Look around, statistics show it really could be anyone; you never know.

Every day, it takes me 15-20 minutes to get out of bed. This is a significant improvement over the hour that it took me just a few months ago. I go to my bedside table and take the small pill I take every morning, an antidepressant to keep me from tearing myself down with every step I take and to keep the anxieties that constantly rack my brain at bay. Usually, I cry for a little while, often for no reason, while brushing my teeth in front of the mirror, trying my absolute hardest not to analyze every misaligned feature on my face. I find I am often unsuccessful. I could go on, but I’d rather not ruin whatever mood you may be in, so I digress.

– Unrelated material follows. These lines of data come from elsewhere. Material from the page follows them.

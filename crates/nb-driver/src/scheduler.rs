use std::time::Duration;

use nb_infra::types::{HostSpec, ServerId};
use serde::Serialize;
use uuid::Uuid;

use crate::config::BackendConfig;
use crate::docker;
use crate::driver::{PoolDriver, unix_now};
use crate::host::{self, Host, HostState};
use crate::lock::LocalFileLock;

/// Prefix of pool host ids; the id doubles as the IaaS display name.
pub const HOST_ID_PREFIX: &str = "nb_pool_";
const HOUSEKEEP_LOCK_FILE: &str = "housekeep.lock";
const LOCAL_LOCK_TIMEOUT: Duration = Duration::from_secs(1);

/// The single transition a housekeeping tick performed.
#[derive(Debug, Clone, PartialEq, Eq, Serialize)]
#[serde(tag = "action", rename_all = "snake_case")]
pub enum HousekeepAction {
    Activated { host_id: String },
    ActivationFailed { host_id: String, error_count: u32, inactivated: bool },
    Removed { host_id: String },
    Spawned { host_id: String, num_slots: u32 },
    Inactivated { host_id: String, reason: InactivationReason },
    Idle,
}

#[derive(Debug, Clone, Copy, PartialEq, Eq, Serialize)]
#[serde(rename_all = "snake_case")]
pub enum InactivationReason {
    Expired,
    TooManyErrors,
}

/// A host as reported by [`PoolDriver::pool_status`].
#[derive(Debug, Clone, Serialize)]
pub struct HostView {
    #[serde(flatten)]
    pub host: Host,
    pub lifetime_left: i64,
}

/// Read-only pool summary.
#[derive(Debug, Clone, Serialize)]
pub struct PoolStatus {
    pub shutdown_mode: bool,
    pub active_hosts: usize,
    pub allocated_slots: u32,
    pub free_slots: u32,
    pub projected_free_slots: u32,
    pub free_slot_target: u32,
    pub hosts: Vec<HostView>,
}

impl PoolDriver {
    /// Run one housekeeping tick. Returns `Ok(None)` when another tick is
    /// already running in this process.
    pub async fn housekeep(&self) -> crate::Result<Option<HousekeepAction>> {
        self.housekeep_at(unix_now()).await
    }

    pub async fn housekeep_at(&self, now: i64) -> crate::Result<Option<HousekeepAction>> {
        let path = self.settings.runtime_dir.join(HOUSEKEEP_LOCK_FILE);
        let Some(_local) = LocalFileLock::try_lock(&path, LOCAL_LOCK_TIMEOUT).await? else {
            tracing::debug!("housekeeping already running, skipping tick");
            return Ok(None);
        };

        let owner = self.owner("housekeep");
        let action = self.with_pool_lock(&owner, self.housekeep_locked(now)).await?;
        Ok(Some(action))
    }

    async fn housekeep_locked(&self, now: i64) -> crate::Result<HousekeepAction> {
        let config = self.records.load_config().await?;
        let mut hosts = self.records.load_hosts().await?;

        self.refresh_hosts(&mut hosts, now).await;
        host::update_lifetimes(
            &mut hosts,
            config.shutdown_mode,
            config.host_flavor_slots_small,
            &self.settings.policy,
            now,
        );

        tracing::info!(
            active_hosts = host::active_hosts(&hosts).count(),
            free_slots = host::free_slots(&hosts),
            projected_free_slots = host::projected_free_slots(&hosts, &self.settings.policy),
            total_hosts = hosts.len(),
            "pool status"
        );

        let action = self.next_action(&mut hosts, &config, now).await?;
        self.records.save_hosts(&hosts).await?;

        if action != HousekeepAction::Idle {
            tracing::info!(?action, "housekeeping tick done");
        }
        Ok(action)
    }

    /// Recount reserved slots on every host that may carry containers.
    async fn refresh_hosts(&self, hosts: &mut [Host], now: i64) {
        for host in hosts
            .iter_mut()
            .filter(|h| matches!(h.state, HostState::Active | HostState::Inactive))
        {
            let counted = match self.docker.connect(&host.docker_url) {
                Ok(api) => docker::reserved_slots(&*api).await,
                Err(e) => Err(e),
            };
            match counted {
                Ok(reserved) => host.observe_reserved(reserved, now),
                Err(e) => {
                    host.error_count += 1;
                    tracing::warn!(
                        host_id = %host.id,
                        error_count = host.error_count,
                        error = %e,
                        "failed to list containers"
                    );
                }
            }
        }
    }

    async fn next_action(
        &self,
        hosts: &mut Vec<Host>,
        config: &BackendConfig,
        now: i64,
    ) -> crate::Result<HousekeepAction> {
        let policy = &self.settings.policy;

        if let Some(host) = hosts.iter_mut().find(|h| h.state == HostState::Spawned) {
            return Ok(self.activate_host(host, config).await);
        }

        if let Some(host) = hosts
            .iter_mut()
            .find(|h| h.state == HostState::Inactive && h.num_reserved_slots == 0)
        {
            self.remove_host(host).await?;
            return Ok(HousekeepAction::Removed {
                host_id: host.id.clone(),
            });
        }

        let projected = host::projected_free_slots(hosts, policy);
        if !config.shutdown_mode
            && projected < config.free_slot_target
            && hosts.len() < config.max_hosts as usize
        {
            let ramp_up = host::allocated_slots(hosts) > 0;
            let new_host = self.spawn_host(config, ramp_up, now).await?;
            let action = HousekeepAction::Spawned {
                host_id: new_host.id.clone(),
                num_slots: new_host.num_slots,
            };
            hosts.push(new_host);
            return Ok(action);
        }

        for host in hosts.iter_mut().filter(|h| h.state == HostState::Active) {
            let reason = if host.error_count > policy.max_host_errors {
                InactivationReason::TooManyErrors
            } else if host.lifetime_left == 0 && host.num_reserved_slots == 0 {
                InactivationReason::Expired
            } else {
                continue;
            };
            host.state = HostState::Inactive;
            tracing::info!(host_id = %host.id, ?reason, "inactivating host");
            return Ok(HousekeepAction::Inactivated {
                host_id: host.id.clone(),
                reason,
            });
        }

        Ok(HousekeepAction::Idle)
    }

    async fn activate_host(&self, host: &mut Host, config: &BackendConfig) -> HousekeepAction {
        tracing::info!(host_id = %host.id, private_ip = %host.private_ip, "preparing host");
        match self.preparer.prepare(host, config).await {
            Ok(()) => {
                host.state = HostState::Active;
                tracing::info!(host_id = %host.id, "host activated");
                HousekeepAction::Activated {
                    host_id: host.id.clone(),
                }
            }
            Err(e) => {
                host.error_count += 1;
                let inactivated = host.error_count > self.settings.policy.max_host_errors;
                if inactivated {
                    host.state = HostState::Inactive;
                }
                tracing::warn!(
                    host_id = %host.id,
                    error_count = host.error_count,
                    inactivated,
                    error = %e,
                    "host preparation failed"
                );
                HousekeepAction::ActivationFailed {
                    host_id: host.id.clone(),
                    error_count: host.error_count,
                    inactivated,
                }
            }
        }
    }

    async fn remove_host(&self, host: &mut Host) -> crate::Result<()> {
        tracing::info!(host_id = %host.id, provider_id = %host.provider_id, "removing host");
        self.cloud
            .deprovision(&ServerId(host.provider_id.clone()), true)
            .await?;
        host.state = HostState::Removed;
        Ok(())
    }

    async fn spawn_host(&self, config: &BackendConfig, ramp_up: bool, now: i64) -> crate::Result<Host> {
        let flavor = config.flavor(ramp_up);
        let id = format!("{HOST_ID_PREFIX}{}", Uuid::new_v4().simple());
        tracing::info!(host_id = %id, flavor = flavor.name, slots = flavor.slots, ramp_up, "spawning host");

        let spec = HostSpec {
            display_name: id.clone(),
            image: config.host_image.clone(),
            flavor: flavor.name.to_string(),
            public_key: self.settings.ssh_public_key.clone(),
            master_sg: config.master_sg(),
            extra_sgs: config.extra_sgs(),
            allocate_public_ip: false,
            root_volume_size: config.host_root_volume_size,
            data_volume_size: flavor.slots * config.host_data_volume_factor,
            data_volume_type: config.data_volume_type(),
            network: config.network(),
        };
        let provisioned = self.cloud.provision(&spec).await?;
        let private_ip = provisioned.address_data.private_ip;

        Ok(Host {
            docker_url: format!("https://{private_ip}:2376"),
            public_ip: provisioned.address_data.public_ip.unwrap_or_default(),
            private_ip,
            id,
            provider_id: provisioned.server_id.0,
            spawn_ts: now,
            state: HostState::Spawned,
            num_slots: flavor.slots,
            num_reserved_slots: 0,
            usage: 0,
            lifetime_tick_ts: 0,
            error_count: 0,
            lifetime_left: 0,
        })
    }

    /// Pool figures from the stored records, without touching Docker.
    pub async fn pool_status(&self) -> crate::Result<PoolStatus> {
        self.pool_status_at(unix_now()).await
    }

    pub async fn pool_status_at(&self, now: i64) -> crate::Result<PoolStatus> {
        let config = self.records.load_config().await?;
        let mut hosts = self.records.load_hosts().await?;
        host::update_lifetimes(
            &mut hosts,
            config.shutdown_mode,
            config.host_flavor_slots_small,
            &self.settings.policy,
            now,
        );

        let policy = &self.settings.policy;
        Ok(PoolStatus {
            shutdown_mode: config.shutdown_mode,
            active_hosts: host::active_hosts(&hosts).count(),
            allocated_slots: host::allocated_slots(&hosts),
            free_slots: host::free_slots(&hosts),
            projected_free_slots: host::projected_free_slots(&hosts, policy),
            free_slot_target: config.free_slot_target,
            hosts: hosts
                .into_iter()
                .map(|host| HostView {
                    lifetime_left: host.lifetime_left,
                    host,
                })
                .collect(),
        })
    }
}

#[cfg(test)]
mod tests {
    use super::*;
    use crate::testing::TestPool;

    #[tokio::test]
    async fn empty_pool_spawns_small_host_first() {
        let pool = TestPool::new().await;
        pool.set_config(|c| c.shutdown_mode = false).await;

        let action = pool.driver.housekeep_at(1_000).await.unwrap().unwrap();
        let HousekeepAction::Spawned { host_id, num_slots } = action else {
            panic!("expected spawn, got {action:?}");
        };
        assert_eq!(num_slots, 4);
        assert!(host_id.starts_with(HOST_ID_PREFIX));

        let specs = pool.cloud.provisioned();
        assert_eq!(specs.len(), 1);
        assert_eq!(specs[0].display_name, host_id);
        assert_eq!(specs[0].flavor, "small");
        assert!(!specs[0].allocate_public_ip);
        assert_eq!(specs[0].data_volume_size, 4 * 4);
        assert_eq!(specs[0].extra_sgs, vec!["sg-a".to_string(), "sg-b".to_string()]);

        let hosts = pool.driver.records().load_hosts().await.unwrap();
        assert_eq!(hosts[0].state, HostState::Spawned);
        assert_eq!(hosts[0].spawn_ts, 1_000);
        assert!(hosts[0].docker_url.ends_with(":2376"));
    }

    #[tokio::test]
    async fn shutdown_mode_never_spawns() {
        let pool = TestPool::new().await;
        let action = pool.driver.housekeep_at(1_000).await.unwrap().unwrap();
        assert_eq!(action, HousekeepAction::Idle);
        assert!(pool.cloud.provisioned().is_empty());
    }

    #[tokio::test]
    async fn unreachable_host_accrues_errors_and_is_retired() {
        let pool = TestPool::new().await;
        pool.set_config(|c| c.shutdown_mode = false).await;
        let host_id = pool.spawn_and_activate(0).await;
        pool.set_config(|c| c.free_slot_target = 0).await;
        let host = pool.host(&host_id).await;
        pool.docker.daemon(&host.docker_url).set_unreachable(true);

        let max = pool.driver.settings().policy.max_host_errors;
        for tick in 0..max {
            let action = pool.driver.housekeep_at(120 + i64::from(tick) * 60).await.unwrap().unwrap();
            assert_eq!(action, HousekeepAction::Idle);
        }
        let action = pool.driver.housekeep_at(10_000).await.unwrap().unwrap();
        assert_eq!(
            action,
            HousekeepAction::Inactivated {
                host_id: host_id.clone(),
                reason: InactivationReason::TooManyErrors,
            }
        );
        assert_eq!(pool.host(&host_id).await.error_count, max + 1);
    }

    #[tokio::test]
    async fn cloud_failure_aborts_tick_without_persisting() {
        let pool = TestPool::new().await;
        pool.set_config(|c| c.shutdown_mode = false).await;
        pool.cloud.fail_next_provision();

        let err = pool.driver.housekeep_at(1_000).await.unwrap_err();
        assert!(matches!(err, crate::Error::Cloud(_)));
        assert!(pool.driver.records().load_hosts().await.unwrap().is_empty());
        assert!(pool.driver.pool_lock().list().await.unwrap().is_empty());
    }

    #[tokio::test]
    async fn concurrent_tick_is_skipped() {
        let pool = TestPool::new().await;
        let path = pool.driver.settings().runtime_dir.join(HOUSEKEEP_LOCK_FILE);
        let _held = LocalFileLock::try_lock(&path, Duration::ZERO).await.unwrap().unwrap();

        let outcome = pool.driver.housekeep_at(1_000).await.unwrap();
        assert!(outcome.is_none());
    }

    #[tokio::test]
    async fn pool_status_reports_derived_lifetimes() {
        let pool = TestPool::new().await;
        pool.set_config(|c| c.shutdown_mode = false).await;
        pool.spawn_and_activate(0).await;

        let status = pool.driver.pool_status_at(120).await.unwrap();
        assert_eq!(status.active_hosts, 1);
        assert_eq!(status.free_slots, 4);
        assert_eq!(status.hosts[0].lifetime_left, 900);

        let value = serde_json::to_value(&status).unwrap();
        assert_eq!(value["hosts"][0]["state"], "active");
        assert_eq!(value["hosts"][0]["lifetime_left"], 900);
    }

    #[test]
    fn action_serializes_with_tag() {
        let action = HousekeepAction::Spawned {
            host_id: "nb_pool_1".into(),
            num_slots: 16,
        };
        let value = serde_json::to_value(&action).unwrap();
        assert_eq!(value["action"], "spawned");
        assert_eq!(value["num_slots"], 16);
    }
}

I never actually talk to people about my struggles. Why? Because I don’t want to be a problem, an issue to those around me, or a “downer.” I lost a lot of people when I shelled myself off from the world in the bottom of the little hole I had dug myself. It is one of the main reasons that every morning, after my routine of misery, I put on a smile, drink a cup of Chai for some energy, then march out of my house proudly, ready for the day. 

I wonder how many people are like me. According to Pew Research, 13% of US teens reported a depressive episode in the year 2017. Still, I know the number has to be much larger, as I never personally reported. Thus, I am certain that many others hold in their emotions and issues to preserve their self-image, or perhaps because they don’t want to hurt or worry those around them. Whatever the case, depression amongst teens is an issue, it’s widespread, yet many people feel isolated and alone in their sadness. I have talked to multiple people around the school, and often the stories are similar. For one reason or another, people feel as though they are alone, as though they cannot get help, and those who want help have zero clue where to get started. So they continue their daily lives, walking the halls with their heads down, music at full blast, a dead stare in each class, waiting for the day to loop again and again. Ask yourself, how many people do you know who are depressed? How many kids do you see who sit alone every day, who don’t say hi to anyone in the courtyard? How many people do you see smile wide every day, but who you know are struggling at home? 

The lack of recognition is astonishing. Mental health is preached as a top issue in everything from school to work to sports, but it is often cast aside. Everything else takes priority. Taking a mental health day sets you back like missing any other day; constantly creating stress that only worsens the matter. Councilors are challenging to meet with due to constant college meetings and other things around the school. It makes one feel like they have been cast aside like they are second fiddle to everyone and everything else, a feeling that is already a common issue amongst depressed people. Therapists are often expensive, and thus inaccessible to the majority of students, so even those who want to get help often hit a wall along the way.

So, here is how YOU, yes YOU, can help. Make sure to let people know how much they mean to you. It doesn’t matter how happy they may seem, often those who seem the most optimistic are the ones who are struggling. A smile, a laugh, or a simple compliment can change someone’s entire day. Small bits of positivity make a world of difference. Allow people to vent, talking it out, and knowing that someone is there who cares can save your day. And know that if you are struggling, I know you have probably been told this, but I assure you, you are NOT alone.